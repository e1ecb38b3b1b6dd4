//! minimal HTTP front-end: accepts raw TCP connections, parses the
//! upgrade request by hand (the role spec.md §6 leaves external to this
//! crate), and hands each one to a single echo `Rule`. Good enough to
//! point a websocket client at; not the front-end this crate ships.

use std::sync::Arc;

use bytes::BytesMut;
use clap::Parser;
use tokio::io::AsyncReadExt;
use tokio::net::TcpStream;
use tracing::Level;
use tracing_subscriber::util::SubscriberInitExt;
use url::Url;
use ws_mock_core::handler::HandlerVariant;
use ws_mock_core::request::{HttpVersionHint, IncomingRequest, RawHeaders};
use ws_mock_core::rule::{Matcher, Rule};

#[derive(Parser)]
struct Args {
    #[clap(long, default_value = "127.0.0.1")]
    host: String,
    #[clap(short, long, default_value = "9000")]
    port: u16,
}

struct MatchAnything;
impl Matcher for MatchAnything {
    fn matches(&self, _request: &IncomingRequest) -> bool {
        true
    }
}

#[tokio::main]
async fn main() -> Result<(), Box<dyn std::error::Error>> {
    tracing_subscriber::fmt::fmt()
        .with_max_level(Level::DEBUG)
        .finish()
        .try_init()
        .expect("failed to init log");

    let args = Args::parse();
    let rule = Arc::new(Rule::new("echo-everything", vec![Box::new(MatchAnything)], HandlerVariant::Echo, None));

    tracing::info!("binding on {}:{}", args.host, args.port);
    let listener = tokio::net::TcpListener::bind((args.host.as_str(), args.port)).await?;
    loop {
        let (stream, addr) = listener.accept().await?;
        let rule = rule.clone();
        tokio::spawn(async move {
            tracing::info!(?addr, "accepted connection");
            match parse_upgrade_request(stream).await {
                Ok((request, socket, head)) => {
                    if !rule.matches(&request) {
                        tracing::warn!("no matching rule for request, dropping");
                        return;
                    }
                    match rule.handle(&request, socket, head, false).await {
                        Ok(outcome) => tracing::info!(?outcome, "session ended"),
                        Err(e) => tracing::warn!(error = %e, "session failed"),
                    }
                }
                Err(e) => tracing::warn!(error = %e, "failed to parse upgrade request"),
            }
        });
    }
}

/// read bytes off `stream` until a full HTTP header block is buffered,
/// parse the request line and headers, and split off anything read past
/// the header terminator as the `head` buffer the acceptor replays.
async fn parse_upgrade_request(mut stream: TcpStream) -> Result<(IncomingRequest, TcpStream, BytesMut), Box<dyn std::error::Error>> {
    let mut buf = BytesMut::with_capacity(1024);
    let header_end = loop {
        let mut chunk = [0u8; 1024];
        let n = stream.read(&mut chunk).await?;
        if n == 0 {
            return Err("peer closed before request completed".into());
        }
        buf.extend_from_slice(&chunk[..n]);
        if let Some(end) = buf.windows(4).position(|w| w == b"\r\n\r\n") {
            break end + 4;
        }
    };

    let mut parsed_headers = [httparse::EMPTY_HEADER; 64];
    let mut parsed = httparse::Request::new(&mut parsed_headers);
    parsed.parse(&buf[..header_end])?;
    let method = parsed.method.unwrap_or("GET").to_string();
    let path = parsed.path.unwrap_or("/").to_string();

    let mut headers = RawHeaders::default();
    let mut host = None;
    for header in parsed.headers.iter() {
        let value = String::from_utf8_lossy(header.value).to_string();
        if header.name.eq_ignore_ascii_case("host") {
            host = Some(value.clone());
        }
        headers.push(header.name, value);
    }
    let host = host.ok_or("missing Host header")?;
    let url = Url::parse(&format!("ws://{host}{path}"))?;

    let request = IncomingRequest {
        method,
        url,
        headers,
        version: HttpVersionHint::Http1,
        remote_ip_address: stream.peer_addr().ok().map(|a| a.ip()),
        last_hop_encrypted: Some(false),
    };

    let remainder = BytesMut::from(&buf[header_end..]);
    Ok((request, stream, remainder))
}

> Your instructions:
Output only the number of lines in the listing that contain the string "HttpVersionHint".

> Finished exercise:
2